Ce doute est probablement lié au fait qu’on associe spontanément le mouvement à une force qui l’accompagne. Sans en prendre conscience, on risque de ne pas réussir à gérer les contradictions entre les connaissances que l’on a en tête et celles que l’on tente d’apprendre. Ce sont probablement celles ancrées depuis plus longtemps, semblant associées à des situations empiriques, qui vont persister.

Une façon de rendre tangible cet aspect reptilien de nos raisonnements et de passer par une sorte de purge préalable. Au moment d’aborder une nouvelle notion en cours, se demander ce qu’elle évoque. Après avoir constitué un petit catalogue, il sera possible de faire le tri et d’apporter des éléments convaincants pour affaiblir durablement certaines idées.

Viser la zone proximale de développement

Cette expression un peu complexe désigne la hauteur de la marche d’après. Ce qui revient à dire que ce qui est accessible est d’un niveau de difficulté juste supérieur à celui que l’on sait faire sans être guidé·e. Cela demande de la progressivité. Mais cela fait appel aussi à la capacité des étudiant·es à s’auto-évaluer.

Pour trouver cette zone, il faut avoir une vision claire de ce que l’on sait faire, ce qui n’est pas si facile que ça, notamment lorsqu’on débute. Expliciter le plus possible les objectifs de formation d’un cours est une façon de favoriser cette recherche.
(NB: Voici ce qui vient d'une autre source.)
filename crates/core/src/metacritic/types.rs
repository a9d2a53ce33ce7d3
//! Domain records for ratings lookups.

use std::fmt;
use std::str::FromStr;

use serde::Serialize;

/// Kind of reviewed product.
///
/// Serialized under the same names `Display` prints and `FromStr` accepts.
#[derive(Debug, Clone, Copy, PartialEq, Eq, Hash, Serialize)]
#[serde(rename_all = "lowercase")]
pub enum RecordKind {
    #[serde(rename = "tv")]
    TvShow,
    Movie,
    Game,
}

impl RecordKind {
    /// Upstream numeric type identifier (`typeId` / `mcoTypeId`).
    pub fn type_id(self) -> u32 {
        match self {
            RecordKind::TvShow => 1,
            RecordKind::Movie => 2,
            RecordKind::Game => 13,
        }
    }

    /// Path segment of the kind's detail endpoint.
    pub fn detail_segment(self) -> &'static str {
        match self {
            RecordKind::TvShow => "shows",
            RecordKind::Movie => "movies",
            RecordKind::Game => "games",
        }
    }
}

impl TryFrom<u32> for RecordKind {
    type Error = u32;

    fn try_from(type_id: u32) -> Result<Self, Self::Error> {
        match type_id {
            1 => Ok(RecordKind::TvShow),
            2 => Ok(RecordKind::Movie),
            13 => Ok(RecordKind::Game),
            other => Err(other),
        }
    }
}

impl fmt::Display for RecordKind {
    fn fmt(&self, f: &mut fmt::Formatter<'_>) -> fmt::Result {
        let s = match self {
            RecordKind::TvShow => "tv",
            RecordKind::Movie => "movie",
            RecordKind::Game => "game",
        };
        f.write_str(s)
    }
}

impl FromStr for RecordKind {
    type Err = String;

    fn from_str(s: &str) -> Result<Self, Self::Err> {
        match s.to_ascii_lowercase().as_str() {
            "tv" | "show" | "tvshow" | "tv_show" => Ok(RecordKind::TvShow),
            "movie" => Ok(RecordKind::Movie),
            "game" => Ok(RecordKind::Game),
            other => Err(format!("Unknown record kind: {}", other)),
        }
    }
}

/// A search hit, scored against the query that produced it.
#[derive(Debug, Clone, PartialEq, Serialize)]
pub struct SearchCandidate {
    pub external_id: u64,
    pub kind: RecordKind,
    pub title: String,
    pub slug: String,
    pub is_editors_pick: bool,
    /// Critic score, `None` when the title has not been scored yet.
    pub critic_score: Option<f64>,
    /// Title similarity to the query, in `[0, 1]`.
    pub similarity: f64,
}

/// Full ratings for a single product.
#[derive(Debug, Clone, PartialEq, Serialize)]
pub struct DetailRecord {
    pub external_id: u64,
    pub kind: RecordKind,
    pub title: String,
    pub slug: String,
    /// Carried over from the search candidate that resolved the slug.
    pub is_editors_pick: bool,
    pub user_score: ScoreSummary,
    pub critic_score: ScoreSummary,
}

/// Score block as published upstream. Values are passed through verbatim.
#[derive(Debug, Clone, PartialEq, Serialize)]
pub struct ScoreSummary {
    pub score: Option<f64>,
    pub max_score: f64,
    pub sentiment: String,
    pub review_counts: ReviewCounts,
}

/// Review bucket counts. `total` is not guaranteed to equal the sum.
#[derive(Debug, Clone, Copy, Default, PartialEq, Eq, Serialize)]
pub struct ReviewCounts {
    pub positive: u32,
    pub neutral: u32,
    pub negative: u32,
    pub total: u32,
}

/// Access token scraped from the homepage.
#[derive(Clone, PartialEq, Eq)]
pub struct AccessToken(String);

impl AccessToken {
    pub fn new(token: impl Into<String>) -> Self {
        Self(token.into())
    }

    pub fn as_str(&self) -> &str {
        &self.0
    }
}

impl fmt::Debug for AccessToken {
    fn fmt(&self, f: &mut fmt::Formatter<'_>) -> fmt::Result {
        f.write_str("AccessToken(***)")
    }
}
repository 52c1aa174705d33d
pub mod core;
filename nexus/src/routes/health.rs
use axum::{
    extract::State,
    response::{IntoResponse, Json},
};
use serde_json::json;
use crate::AppState;

pub async fn health(State(state): State<AppState>) -> impl IntoResponse {
    let health = state.ai.initialize().await;
    Json(json!({
        "status": if health.ready() { "ok" } else { "degraded" },
        "completion": health.completion,
        "speech": health.speech,
        "checkedAt": health.checked_at,
    }))
}

#[cfg(test)]
mod tests {
    use super::super::test_support::{call, test_router};
    use axum::http::StatusCode;
    use serde_json::json;

    #[tokio::test]
    async fn health_reports_both_services() {
        let (app, llm, _) = test_router();
        let (status, body) = call(app, "GET", "/api/health", json!(null)).await;
        assert_eq!(status, StatusCode::OK);
        assert_eq!(body["status"], "ok");
        assert_eq!(body["completion"], true);
        assert_eq!(body["speech"], true);
        assert_eq!(llm.call_count(), 0);
    }
}
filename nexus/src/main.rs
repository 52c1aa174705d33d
use anyhow::Context;
use echonow_cortex::core::config::load_config;
use echonow_cortex::core::llm::LlmClient;
use echonow_cortex::core::tts::TtsClient;
use echonow_cortex::core::AiService;
use std::net::SocketAddr;
use std::sync::Arc;
use tracing_subscriber::{layer::SubscriberExt, util::SubscriberInitExt};

mod routes;

#[derive(Clone)]
pub struct AppState {
    pub ai: Arc<AiService>,
}

#[tokio::main]
async fn main() -> anyhow::Result<()> {
    tracing_subscriber::registry()
        .with(tracing_subscriber::EnvFilter::new(
            std::env::var("RUST_LOG")
                .unwrap_or_else(|_| "echonow_nexus=debug,echonow_cortex=info,tower_http=debug".into()),
        ))
        .with(tracing_subscriber::fmt::layer())
        .init();

    let config_path = std::env::var("ECHONOW_CONFIG").unwrap_or_else(|_| "config.toml".to_string());
    let config = load_config(&config_path)
        .with_context(|| format!("failed to load configuration from {}", config_path))?;

    // Every client and service is built once here and shared by all handlers.
    let ai = Arc::new(AiService::from_clients(
        Arc::new(LlmClient::new(config.llm.clone())),
        Arc::new(TtsClient::new(config.tts.clone())),
        &config,
    ));

    let health = ai.initialize().await;
    if !health.ready() {
        tracing::warn!(
            completion = health.completion,
            speech = health.speech,
            "starting with degraded upstream services"
        );
    }

    let app = routes::router(AppState { ai });

    let port = std::env::var("PORT").unwrap_or_else(|_| "8899".to_string()).parse::<u16>().unwrap_or(8899);
    let addr = SocketAddr::from(([0, 0, 0, 0], port));
    tracing::info!("listening on {}", addr);
    let listener = tokio::net::TcpListener::bind(addr).await?;
    axum::serve(listener, app).await?;
    Ok(())
}
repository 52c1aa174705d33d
use axum::{
    extract::State,
    response::{IntoResponse, Json},
};
use echonow_cortex::core::models::{GeneratedContent, GenerationRequest};
use echonow_cortex::core::service::{ComprehensiveRequest, CustomPromptOptions, ShortOptions};
use serde::Deserialize;
use super::generation_error;
use crate::AppState;

#[derive(Deserialize)]
#[serde(rename_all = "camelCase")]
pub struct ShortRequest {
    pub article: GeneratedContent,
    #[serde(flatten)]
    pub options: ShortOptions,
}

#[derive(Deserialize)]
#[serde(rename_all = "camelCase")]
pub struct CustomRequest {
    pub prompt: String,
    #[serde(flatten)]
    pub options: CustomPromptOptions,
}

pub async fn create_article(
    State(state): State<AppState>,
    Json(payload): Json<GenerationRequest>,
) -> impl IntoResponse {
    match state.ai.content().generate_article(&payload).await {
        Ok(article) => Json(article).into_response(),
        Err(e) => generation_error(e),
    }
}

pub async fn create_comprehensive(
    State(state): State<AppState>,
    Json(payload): Json<ComprehensiveRequest>,
) -> impl IntoResponse {
    match state.ai.create_comprehensive_content(&payload).await {
        Ok(content) => Json(content).into_response(),
        Err(e) => generation_error(e),
    }
}

pub async fn create_short(
    State(state): State<AppState>,
    Json(payload): Json<ShortRequest>,
) -> impl IntoResponse {
    match state.ai.create_short_from_article(&payload.article, &payload.options).await {
        Ok(short) => Json(short).into_response(),
        Err(e) => generation_error(e),
    }
}

pub async fn custom_prompt(
    State(state): State<AppState>,
    Json(payload): Json<CustomRequest>,
) -> impl IntoResponse {
    match state.ai.process_custom_prompt(&payload.prompt, &payload.options).await {
        Ok(response) => Json(response).into_response(),
        Err(e) => generation_error(e),
    }
}
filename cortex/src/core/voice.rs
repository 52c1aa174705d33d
use anyhow::Result;
use once_cell::sync::Lazy;
use regex::Regex;
use serde::{Deserialize, Serialize};
use std::sync::Arc;
use crate::core::config::TtsConfig;
use crate::core::error::SynthesisError;
use crate::core::fanout::settle_all;
use crate::core::models::SynthesisResult;
use crate::core::tts::{SpeechClient, SpeechRequest, Voice, VoiceSettings};

/// Hard cap on a single synthesis request, checked before any upstream call.
pub const MAX_TEXT_CHARS: usize = 5000;

/// Speaking rate used for duration estimates.
pub const CHARS_PER_SECOND: usize = 15;

/// Caller-facing error for any upstream speech failure.
pub const SPEECH_UNAVAILABLE: &str = "speech service unavailable";

static TIMESTAMP: Lazy<Regex> = Lazy::new(|| Regex::new(r"\[(\d{1,2}:\d{2})\]").unwrap());
static TAGS: Lazy<Regex> = Lazy::new(|| Regex::new(r"<[^>]*>").unwrap());
static IMAGES: Lazy<Regex> = Lazy::new(|| Regex::new(r"!\[[^\]]*\]\([^)]+\)").unwrap());
static LINKS: Lazy<Regex> = Lazy::new(|| Regex::new(r"\[([^\]]+)\]\([^)]+\)").unwrap());
static CODE_BLOCKS: Lazy<Regex> = Lazy::new(|| Regex::new(r"```[^`]*```").unwrap());
static HEADINGS: Lazy<Regex> = Lazy::new(|| Regex::new(r"(?m)^\s*#+\s+").unwrap());
static EMPHASIS: Lazy<Regex> = Lazy::new(|| Regex::new(r"\*\*|__|\*|`").unwrap());
static SPACES: Lazy<Regex> = Lazy::new(|| Regex::new(r"\s+").unwrap());

/// Per-call overrides of the configured voice.
#[derive(Debug, Clone, Default, Serialize, Deserialize)]
#[serde(rename_all = "camelCase")]
pub struct SynthesisOptions {
    #[serde(default)]
    pub voice_id: Option<String>,
    #[serde(default)]
    pub model_id: Option<String>,
    #[serde(default)]
    pub stability: Option<f32>,
    #[serde(default)]
    pub similarity_boost: Option<f32>,
    #[serde(default)]
    pub style: Option<f32>,
    #[serde(default)]
    pub use_speaker_boost: Option<bool>,
}

#[derive(Debug, Clone, PartialEq, Eq, Serialize, Deserialize)]
pub struct ScriptSegment {
    pub timestamp: String,
    pub text: String,
}

#[derive(Debug, Clone, Serialize, Deserialize)]
#[serde(rename_all = "camelCase")]
pub struct SegmentSynthesis {
    pub timestamp: String,
    pub text: String,
    pub result: SynthesisResult,
}

#[derive(Debug, Clone, Serialize, Deserialize)]
#[serde(rename_all = "camelCase")]
pub struct ScriptSynthesis {
    pub segments: Vec<SegmentSynthesis>,
    /// Sum of per-segment estimates.
    pub total_duration: u32,
    /// True only when every segment produced audio.
    pub success: bool,
}

/// Rough speaking time, `ceil(chars / 15)`. Not measured from audio, so
/// treat it as a hint only.
pub fn estimate_duration_secs(text: &str) -> u32 {
    text.chars().count().div_ceil(CHARS_PER_SECOND) as u32
}

/// Splits a script on `[M:SS]` / `[MM:SS]` markers. Text before the first
/// marker joins the first segment; a script without markers is one segment
/// at `0:00`.
pub fn parse_script(script: &str) -> Vec<ScriptSegment> {
    let markers: Vec<_> = TIMESTAMP.captures_iter(script).collect();
    if markers.is_empty() {
        return vec![ScriptSegment {
            timestamp: "0:00".to_string(),
            text: script.trim().to_string(),
        }];
    }

    let mut segments = Vec::with_capacity(markers.len());
    let mut preamble = script[..markers[0].get(0).map_or(0, |m| m.start())].trim().to_string();

    for (idx, caps) in markers.iter().enumerate() {
        let (Some(whole), Some(stamp)) = (caps.get(0), caps.get(1)) else {
            continue;
        };
        let end = markers
            .get(idx + 1)
            .and_then(|next| next.get(0))
            .map_or(script.len(), |m| m.start());
        let mut text = script[whole.end()..end].trim().to_string();
        if !preamble.is_empty() {
            text = format!("{} {}", std::mem::take(&mut preamble), text).trim().to_string();
        }
        if text.is_empty() {
            continue;
        }
        segments.push(ScriptSegment {
            timestamp: stamp.as_str().to_string(),
            text,
        });
    }

    segments
}

/// Removes markup the voice would otherwise read aloud.
pub fn prepare_text(input: &str) -> String {
    let cleaned = CODE_BLOCKS.replace_all(input, "");
    let cleaned = TAGS.replace_all(&cleaned, "");
    let cleaned = cleaned
        .replace("&nbsp;", " ")
        .replace("&amp;", "&")
        .replace("&lt;", "<")
        .replace("&gt;", ">")
        .replace("&quot;", "\"")
        .replace("&#39;", "'");
    let cleaned = IMAGES.replace_all(&cleaned, "");
    let cleaned = LINKS.replace_all(&cleaned, "$1");
    let cleaned = HEADINGS.replace_all(&cleaned, "");
    let cleaned = TIMESTAMP.replace_all(&cleaned, "");
    let cleaned = EMPHASIS.replace_all(&cleaned, "");
    SPACES.replace_all(&cleaned, " ").trim().to_string()
}

pub struct VoiceSynthesizer {
    speech: Arc<dyn SpeechClient>,
    config: TtsConfig,
}

impl VoiceSynthesizer {
    pub fn new(speech: Arc<dyn SpeechClient>, config: TtsConfig) -> Self {
        Self { speech, config }
    }

    pub async fn probe(&self) -> bool {
        match self.speech.voices().await {
            Ok(_) => true,
            Err(e) => {
                log::warn!("Speech service probe failed: {}", e);
                false
            }
        }
    }

    pub async fn list_voices(&self) -> Result<Vec<Voice>> {
        self.speech.voices().await
    }

    fn request_for(&self, text: String, options: &SynthesisOptions) -> SpeechRequest {
        SpeechRequest {
            voice_id: options.voice_id.clone().unwrap_or_else(|| self.config.voice_id.clone()),
            text,
            model_id: options.model_id.clone().unwrap_or_else(|| self.config.model_id.clone()),
            voice_settings: VoiceSettings {
                stability: options.stability.unwrap_or(self.config.stability),
                similarity_boost: options.similarity_boost.unwrap_or(self.config.similarity_boost),
                style: options.style.unwrap_or(self.config.style),
                use_speaker_boost: options.use_speaker_boost.unwrap_or(self.config.use_speaker_boost),
            },
        }
    }

    /// Input is validated locally; an upstream failure comes back as an
    /// unsuccessful [`SynthesisResult`], not as an error.
    pub async fn synthesize_text(
        &self,
        text: &str,
        options: &SynthesisOptions,
    ) -> Result<SynthesisResult, SynthesisError> {
        if text.trim().is_empty() {
            return Err(SynthesisError::EmptyText);
        }
        let len = text.chars().count();
        if len > MAX_TEXT_CHARS {
            return Err(SynthesisError::TextTooLong { len, max: MAX_TEXT_CHARS });
        }

        let prepared = prepare_text(text);
        if prepared.is_empty() {
            return Err(SynthesisError::EmptyText);
        }

        let duration = estimate_duration_secs(&prepared);
        let request = self.request_for(prepared, options);

        log::info!(
            "Synthesizing {} chars with voice {} (~{}s)",
            request.text.chars().count(),
            request.voice_id,
            duration
        );

        match self.speech.speak(&request).await {
            Ok(audio) => Ok(SynthesisResult {
                audio_buffer: audio.bytes,
                content_type: Some(audio.content_type),
                duration,
                success: true,
                error: None,
            }),
            Err(e) => {
                log::warn!("Speech synthesis failed: {:#}", e);
                Ok(SynthesisResult::failed(SPEECH_UNAVAILABLE, duration))
            }
        }
    }

    /// Synthesizes each timestamped segment independently.
    pub async fn synthesize_short_script(&self, script: &str, options: &SynthesisOptions) -> ScriptSynthesis {
        let segments = parse_script(script);

        let settled = settle_all(segments.iter().map(|segment| async move {
            self.synthesize_text(&segment.text, options)
                .await
                .map_err(anyhow::Error::from)
        }))
        .await;

        let segments: Vec<SegmentSynthesis> = segments
            .into_iter()
            .zip(settled)
            .map(|(segment, result)| {
                let result = result.unwrap_or_else(|e| {
                    log::warn!("Segment {} rejected: {}", segment.timestamp, e);
                    SynthesisResult::failed(e.to_string(), estimate_duration_secs(&segment.text))
                });
                SegmentSynthesis {
                    timestamp: segment.timestamp,
                    text: segment.text,
                    result,
                }
            })
            .collect();

        let total_duration = segments.iter().map(|s| s.result.duration).sum();
        let success = !segments.is_empty() && segments.iter().all(|s| s.result.success);

        ScriptSynthesis {
            segments,
            total_duration,
            success,
        }
    }
}
use thiserror::Error;

/// Failures of the primary generation calls. Everything else in the
/// orchestration layer degrades to a fallback value instead.
#[derive(Debug, Error)]
pub enum GenerationError {
    #[error("invalid request: {0}")]
    InvalidRequest(String),

    #[error("completion client returned no content")]
    EmptyResponse,

    #[error("completion response could not be turned into an article")]
    Unsalvageable,

    /// The upstream detail stays in the source chain for logging only.
    #[error("completion service unavailable")]
    Completion(#[source] anyhow::Error),
}

impl GenerationError {
    pub fn is_invalid_request(&self) -> bool {
        matches!(self, GenerationError::InvalidRequest(_))
    }
}

/// Local precondition failures of the voice synthesizer, raised before any
/// network call.
#[derive(Debug, Error, PartialEq, Eq)]
pub enum SynthesisError {
    #[error("text cannot be empty")]
    EmptyText,

    #[error("text too long: {len} characters (max {max})")]
    TextTooLong { len: usize, max: usize },
}
//! In-memory client doubles shared by the unit tests.

use anyhow::{anyhow, Result};
use async_trait::async_trait;
use bytes::Bytes;
use std::collections::VecDeque;
use std::sync::Mutex;
use crate::core::llm::{CompletionClient, CompletionRequest};
use crate::core::tts::{SpeechAudio, SpeechClient, SpeechRequest, Voice};

type Responder = Box<dyn Fn(&CompletionRequest) -> Result<String> + Send + Sync>;

pub struct ScriptedCompletion {
    queue: Mutex<VecDeque<Result<String>>>,
    responder: Option<Responder>,
    calls: Mutex<Vec<CompletionRequest>>,
}

impl ScriptedCompletion {
    /// Answers calls in order; errors once the queue runs dry.
    pub fn queue(responses: Vec<Result<String>>) -> Self {
        Self {
            queue: Mutex::new(responses.into()),
            responder: None,
            calls: Mutex::new(Vec::new()),
        }
    }

    pub fn replies(responses: &[&str]) -> Self {
        Self::queue(responses.iter().map(|r| Ok(r.to_string())).collect())
    }

    /// Answers every call from the request itself.
    pub fn with<F>(responder: F) -> Self
    where
        F: Fn(&CompletionRequest) -> Result<String> + Send + Sync + 'static,
    {
        Self {
            queue: Mutex::new(VecDeque::new()),
            responder: Some(Box::new(responder)),
            calls: Mutex::new(Vec::new()),
        }
    }

    pub fn failing() -> Self {
        Self::with(|_| Err(anyhow!("upstream unavailable")))
    }

    pub fn call_count(&self) -> usize {
        self.calls.lock().unwrap().len()
    }

    pub fn calls(&self) -> Vec<CompletionRequest> {
        self.calls.lock().unwrap().clone()
    }
}

#[async_trait]
impl CompletionClient for ScriptedCompletion {
    async fn complete(&self, request: CompletionRequest) -> Result<String> {
        self.calls.lock().unwrap().push(request.clone());
        if let Some(responder) = &self.responder {
            return responder(&request);
        }
        self.queue
            .lock()
            .unwrap()
            .pop_front()
            .unwrap_or_else(|| Err(anyhow!("no scripted response left")))
    }
}

/// Speech double: echoes the text back as audio, fails on texts containing
/// `FAIL`.
#[derive(Default)]
pub struct EchoSpeech {
    calls: Mutex<Vec<SpeechRequest>>,
}

impl EchoSpeech {
    pub fn call_count(&self) -> usize {
        self.calls.lock().unwrap().len()
    }

    pub fn calls(&self) -> Vec<SpeechRequest> {
        self.calls.lock().unwrap().clone()
    }
}

#[async_trait]
impl SpeechClient for EchoSpeech {
    async fn speak(&self, request: &SpeechRequest) -> Result<SpeechAudio> {
        self.calls.lock().unwrap().push(request.clone());
        if request.text.contains("FAIL") {
            return Err(anyhow!("TTS API Error 500"));
        }
        Ok(SpeechAudio {
            bytes: Bytes::from(request.text.clone().into_bytes()),
            content_type: "audio/mpeg".to_string(),
        })
    }

    async fn voices(&self) -> Result<Vec<Voice>> {
        Ok(vec![Voice {
            voice_id: "test-voice".to_string(),
            name: "Test".to_string(),
            category: Some("premade".to_string()),
        }])
    }
}
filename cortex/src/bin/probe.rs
use anyhow::Result;
use echonow_cortex::core::config::load_config;
use echonow_cortex::core::llm::LlmClient;
use echonow_cortex::core::tts::TtsClient;
use echonow_cortex::core::{AiService, SynthesisOptions};
use std::fs;
use std::path::Path;
use std::sync::Arc;

/// Checks both upstream services and, given some text, writes a test
/// narration to `probe_output.mp3`.
///
/// Usage: `probe [text to synthesize]`
#[tokio::main]
async fn main() -> Result<()> {
    env_logger::builder()
        .filter_level(log::LevelFilter::Info)
        .parse_default_env()
        .init();

    let config_path = std::env::var("ECHONOW_CONFIG").unwrap_or_else(|_| "config.toml".to_string());
    if !Path::new(&config_path).exists() {
        log::error!("Config file not found at {}", config_path);
        return Ok(());
    }

    let config = load_config(&config_path)?;
    log::info!("Loaded config: model={} voice={}", config.llm.model, config.tts.voice_id);

    let service = AiService::from_clients(
        Arc::new(LlmClient::new(config.llm.clone())),
        Arc::new(TtsClient::new(config.tts.clone())),
        &config,
    );

    let health = service.initialize().await;
    log::info!("Completion service: {}", if health.completion { "ok" } else { "unreachable" });
    log::info!("Speech service: {}", if health.speech { "ok" } else { "unreachable" });

    let text: Vec<String> = std::env::args().skip(1).collect();
    if text.is_empty() {
        return Ok(());
    }
    let text = text.join(" ");

    log::info!("Generating audio for text: {}", text);
    match service.voice().synthesize_text(&text, &SynthesisOptions::default()).await {
        Ok(result) if result.success => {
            let output_path = "probe_output.mp3";
            fs::write(output_path, &result.audio_buffer)?;
            log::info!(
                "Saved {} bytes (~{}s estimated) to {}",
                result.audio_buffer.len(),
                result.duration,
                output_path
            );
        }
        Ok(result) => {
            log::error!("Synthesis failed: {}", result.error.unwrap_or_default());
        }
        Err(e) => {
            log::error!("Rejected input: {}", e);
        }
    }

    Ok(())
}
Très souvent, la montée en compétence est associée de manière magique au temps passé sur un sujet. Avoir des objectifs clairs, définir des jalons pour chacun : tout cela contribue à donner des indices plus tangibles pour définir son niveau de maitrise d’un sujet.


Ces considérations ne sont pas exhaustives, mais elles permettent de décrire les principaux mécanismes. Je vous invite d’ailleurs à reprendre votre morceau de papier et à rayer les activités qui semblent opposées ou sans rapport clair avec ce qui précède. L’idée est de prendre conscience de certaines habitudes qui peuvent être contreproductives, sans forcément chercher à tout bousculer du jour au lendemain.

On s’est attaqué ici à un gros morceau, le prochain article en traite un autre : les problématiques de transfert.


Vous avez probablement des choses à partager vis-à-vis de vos propres expériences. N’hésitez pas à investir les commentaires ou me contacter par mail !

Au passage, les pictogrammes utilisés dans cette série d’articles proviennent de TheNounProject, sorte de dictionnaire anglais-pictogramme. Ils ont été dessinés par Ghiyats Mujtaba, Royyan Wijaya, Nhor, Lucas Helle, dDara, Delwar Hossain, Harold Weaver, tulpahn, Lluisa Iborra, Phạm Thanh Lộc, Adrien Coquet, WEBTECHOPS LLP, Becris, Millenials et Eucalyp.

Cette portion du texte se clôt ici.